TASK INPUTS section start

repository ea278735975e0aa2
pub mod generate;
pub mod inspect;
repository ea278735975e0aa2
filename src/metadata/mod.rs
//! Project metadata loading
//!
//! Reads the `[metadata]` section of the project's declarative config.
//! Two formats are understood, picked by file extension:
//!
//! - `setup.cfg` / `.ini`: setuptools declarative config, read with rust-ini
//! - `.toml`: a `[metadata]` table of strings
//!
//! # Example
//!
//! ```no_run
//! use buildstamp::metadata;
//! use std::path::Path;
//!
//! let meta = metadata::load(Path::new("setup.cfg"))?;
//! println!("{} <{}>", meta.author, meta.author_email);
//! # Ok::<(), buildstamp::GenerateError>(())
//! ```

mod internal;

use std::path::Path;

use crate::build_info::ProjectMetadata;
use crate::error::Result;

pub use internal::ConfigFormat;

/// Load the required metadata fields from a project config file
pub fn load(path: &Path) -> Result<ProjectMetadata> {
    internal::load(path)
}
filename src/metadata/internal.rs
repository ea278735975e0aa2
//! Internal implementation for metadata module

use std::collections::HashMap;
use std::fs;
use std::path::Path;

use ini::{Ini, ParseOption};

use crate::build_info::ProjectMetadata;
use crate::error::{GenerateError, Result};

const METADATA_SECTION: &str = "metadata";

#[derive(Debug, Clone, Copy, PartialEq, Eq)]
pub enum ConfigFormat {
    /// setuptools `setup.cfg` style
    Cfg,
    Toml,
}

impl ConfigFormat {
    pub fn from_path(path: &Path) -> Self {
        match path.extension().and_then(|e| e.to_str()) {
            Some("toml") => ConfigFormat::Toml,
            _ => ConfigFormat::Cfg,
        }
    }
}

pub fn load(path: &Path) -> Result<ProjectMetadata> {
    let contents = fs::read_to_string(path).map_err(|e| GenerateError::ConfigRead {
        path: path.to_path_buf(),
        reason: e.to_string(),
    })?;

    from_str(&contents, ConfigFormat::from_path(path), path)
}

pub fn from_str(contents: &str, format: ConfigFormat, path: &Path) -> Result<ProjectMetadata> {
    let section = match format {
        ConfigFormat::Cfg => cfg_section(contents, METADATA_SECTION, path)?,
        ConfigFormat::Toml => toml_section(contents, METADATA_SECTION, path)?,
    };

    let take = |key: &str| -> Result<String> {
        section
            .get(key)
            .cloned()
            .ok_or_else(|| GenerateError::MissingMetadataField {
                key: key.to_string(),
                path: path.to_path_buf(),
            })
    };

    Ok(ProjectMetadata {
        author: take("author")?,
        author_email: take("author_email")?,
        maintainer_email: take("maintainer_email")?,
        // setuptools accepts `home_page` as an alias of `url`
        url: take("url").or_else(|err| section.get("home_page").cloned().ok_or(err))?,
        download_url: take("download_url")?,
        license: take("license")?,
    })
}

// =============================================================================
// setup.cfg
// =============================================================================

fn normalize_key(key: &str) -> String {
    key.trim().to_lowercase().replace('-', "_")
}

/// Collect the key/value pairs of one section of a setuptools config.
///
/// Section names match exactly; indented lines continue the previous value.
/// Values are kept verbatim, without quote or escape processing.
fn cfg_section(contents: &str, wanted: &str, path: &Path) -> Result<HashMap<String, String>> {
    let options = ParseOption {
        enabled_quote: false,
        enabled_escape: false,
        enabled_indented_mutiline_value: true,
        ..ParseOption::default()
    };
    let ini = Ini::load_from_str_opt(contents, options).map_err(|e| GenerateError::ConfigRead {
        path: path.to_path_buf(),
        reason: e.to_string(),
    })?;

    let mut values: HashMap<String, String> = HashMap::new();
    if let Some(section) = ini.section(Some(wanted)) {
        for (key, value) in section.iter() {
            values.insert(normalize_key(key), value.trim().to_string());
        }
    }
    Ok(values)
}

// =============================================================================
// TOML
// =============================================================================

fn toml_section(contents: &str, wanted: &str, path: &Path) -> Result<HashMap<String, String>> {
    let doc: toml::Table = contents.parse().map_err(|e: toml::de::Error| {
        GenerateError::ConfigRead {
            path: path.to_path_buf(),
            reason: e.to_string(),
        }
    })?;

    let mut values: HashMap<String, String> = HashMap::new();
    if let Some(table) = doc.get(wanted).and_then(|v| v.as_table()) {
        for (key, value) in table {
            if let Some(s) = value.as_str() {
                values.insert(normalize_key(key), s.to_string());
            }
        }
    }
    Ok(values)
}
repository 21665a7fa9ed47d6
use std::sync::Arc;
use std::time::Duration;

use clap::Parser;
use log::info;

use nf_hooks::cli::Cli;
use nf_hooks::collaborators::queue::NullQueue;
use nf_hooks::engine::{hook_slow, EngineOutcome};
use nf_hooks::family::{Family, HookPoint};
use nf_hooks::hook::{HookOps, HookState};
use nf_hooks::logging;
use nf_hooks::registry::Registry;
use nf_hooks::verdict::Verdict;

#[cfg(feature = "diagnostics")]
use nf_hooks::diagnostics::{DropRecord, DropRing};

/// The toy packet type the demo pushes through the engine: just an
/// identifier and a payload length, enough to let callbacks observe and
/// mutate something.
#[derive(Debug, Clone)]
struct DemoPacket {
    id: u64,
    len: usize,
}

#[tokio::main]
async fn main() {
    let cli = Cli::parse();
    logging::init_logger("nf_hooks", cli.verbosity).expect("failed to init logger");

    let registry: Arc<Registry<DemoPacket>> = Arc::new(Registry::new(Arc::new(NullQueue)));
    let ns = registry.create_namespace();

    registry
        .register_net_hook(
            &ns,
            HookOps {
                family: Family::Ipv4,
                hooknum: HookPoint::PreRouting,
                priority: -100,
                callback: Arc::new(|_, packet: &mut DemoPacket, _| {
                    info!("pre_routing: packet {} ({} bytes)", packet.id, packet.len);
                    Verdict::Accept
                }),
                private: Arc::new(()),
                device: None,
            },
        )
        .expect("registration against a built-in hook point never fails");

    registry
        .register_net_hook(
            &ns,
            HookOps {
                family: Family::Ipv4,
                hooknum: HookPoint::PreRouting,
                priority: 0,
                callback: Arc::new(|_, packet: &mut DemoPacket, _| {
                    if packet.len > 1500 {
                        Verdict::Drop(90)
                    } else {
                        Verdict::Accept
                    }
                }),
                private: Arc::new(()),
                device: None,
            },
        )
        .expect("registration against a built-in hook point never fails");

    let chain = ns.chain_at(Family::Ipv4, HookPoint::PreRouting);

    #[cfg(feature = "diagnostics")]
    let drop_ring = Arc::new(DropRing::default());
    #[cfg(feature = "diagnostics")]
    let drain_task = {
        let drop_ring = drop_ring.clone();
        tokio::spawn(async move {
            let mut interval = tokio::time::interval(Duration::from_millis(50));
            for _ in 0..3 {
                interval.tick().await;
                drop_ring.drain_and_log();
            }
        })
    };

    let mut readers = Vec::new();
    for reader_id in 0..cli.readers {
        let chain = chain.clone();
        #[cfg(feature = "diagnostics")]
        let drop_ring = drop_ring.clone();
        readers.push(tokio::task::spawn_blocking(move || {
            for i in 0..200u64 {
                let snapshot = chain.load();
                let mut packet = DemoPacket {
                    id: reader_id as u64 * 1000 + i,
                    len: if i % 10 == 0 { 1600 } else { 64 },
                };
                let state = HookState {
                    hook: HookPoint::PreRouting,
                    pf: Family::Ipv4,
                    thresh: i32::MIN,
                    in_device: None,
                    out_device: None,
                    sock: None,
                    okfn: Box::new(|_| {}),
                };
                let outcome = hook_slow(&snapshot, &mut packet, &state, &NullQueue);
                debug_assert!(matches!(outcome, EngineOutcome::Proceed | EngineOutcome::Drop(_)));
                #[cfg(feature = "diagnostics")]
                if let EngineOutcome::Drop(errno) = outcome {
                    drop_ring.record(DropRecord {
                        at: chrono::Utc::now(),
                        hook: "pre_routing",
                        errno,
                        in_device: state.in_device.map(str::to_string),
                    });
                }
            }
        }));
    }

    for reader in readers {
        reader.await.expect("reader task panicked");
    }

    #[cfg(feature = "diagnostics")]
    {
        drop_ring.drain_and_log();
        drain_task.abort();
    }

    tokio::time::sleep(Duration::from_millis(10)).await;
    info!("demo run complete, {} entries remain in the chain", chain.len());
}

TASK INPUTS section end

__TASK PROMPT__
Where a line of the data contains "HookState", copy that line.

__ANSWER SPACE__
use nf_hooks::hook::{HookOps, HookState};
                let state = HookState {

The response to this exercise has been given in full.